The SEC said the ideas include sending marketable retail stock orders to auctions prior to execution, a new standard for brokers to demonstrate they obtain the best possible executions for customer orders, and lower trading increments and access costs on exchanges.


Joe Saluzzi, co-manager of trading at Themis Trading, stated, "We believe that, if approved, these improvements will ultimately aid the price discovery process and save investors' money."
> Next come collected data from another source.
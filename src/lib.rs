//! geotask library root.
//! Exposes the CLI parser, the high-level run() function and the modules
//! behind it: task storage, location tracking and proximity notifications.

pub mod cli;
pub mod config;
pub mod core;
pub mod db;
pub mod errors;
pub mod export;
pub mod intelligence;
pub mod models;
pub mod tracking;
pub mod ui;
pub mod utils;

use clap::Parser;
use cli::parser::{Cli, Commands};
use config::Config;
use errors::AppResult;
use intelligence::TaskIntelligence;

/// Central command dispatcher
pub fn dispatch(cli: &Cli, cfg: &Config, intelligence: &TaskIntelligence) -> AppResult<()> {
    use crate::cli::commands;

    match &cli.command {
        Commands::Init => commands::init::handle(cli),
        Commands::Config { .. } => commands::config::handle(&cli.command, cfg),
        Commands::Db { .. } => commands::db::handle(&cli.command, cfg),
        Commands::Log { .. } => commands::log::handle(&cli.command, cfg),
        Commands::Add { .. } => commands::add::handle(&cli.command, cfg, intelligence),
        Commands::List { .. } => commands::list::handle(&cli.command, cfg),
        Commands::Done { .. } => commands::done::handle(&cli.command, cfg),
        Commands::Edit { .. } => commands::edit::handle(&cli.command, cfg),
        Commands::Del { .. } => commands::del::handle(&cli.command, cfg),
        Commands::Bookmark { .. } => commands::bookmark::handle(&cli.command, cfg),
        Commands::Nearby { .. } => commands::nearby::handle(&cli.command, cfg),
        Commands::Locate { .. } => commands::locate::handle(&cli.command, cfg),
        Commands::Watch { .. } => commands::watch::handle(&cli.command, cfg),
        Commands::Suggest { .. } => commands::suggest::handle(&cli.command, intelligence),
        Commands::Backup { .. } => commands::backup::handle(&cli.command, cfg),
        Commands::Export { .. } => commands::export::handle(&cli.command, cfg),
    }
}

/// Entry point used by main.rs
pub fn run() -> AppResult<()> {
    let cli = Cli::parse();

    // config is loaded once and handed down
    let mut cfg = Config::load()?;

    if let Some(custom_db) = &cli.db {
        cfg.database = custom_db.clone();
    }

    let intelligence = TaskIntelligence::new();

    dispatch(&cli, &cfg, &intelligence)
}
Allowing orders to interact with one another, as opposed to segmenting them, will increase competition and result in lower pricing.


The SEC stated that exposing individual investor orders that may be performed immediately to competitive auctions could result in "substantially" better rates for investors. Currently, retail brokers send the majority of these orders to wholesale brokers, sometimes for a fee.


"The competitive gap might be worth nearly $1.5 billion annually, compared with present practice - money that could go back into regular investors' pockets," said SEC Chair Gary Gensler.


The reforms, if implemented, would represent the largest shakeup to stock market rules since the SEC introduced the Regulation National Market System in 2005, which was meant at modernizing and strengthening an increasingly fragmented and primarily computerized economy.


Ronan Ryan, president and co-founder of exchange operator IEX Group Inc said the measures were a "constructive and good attempt to promote transparency, increase competition, and ensure that investors can get the lowest rates available in the market."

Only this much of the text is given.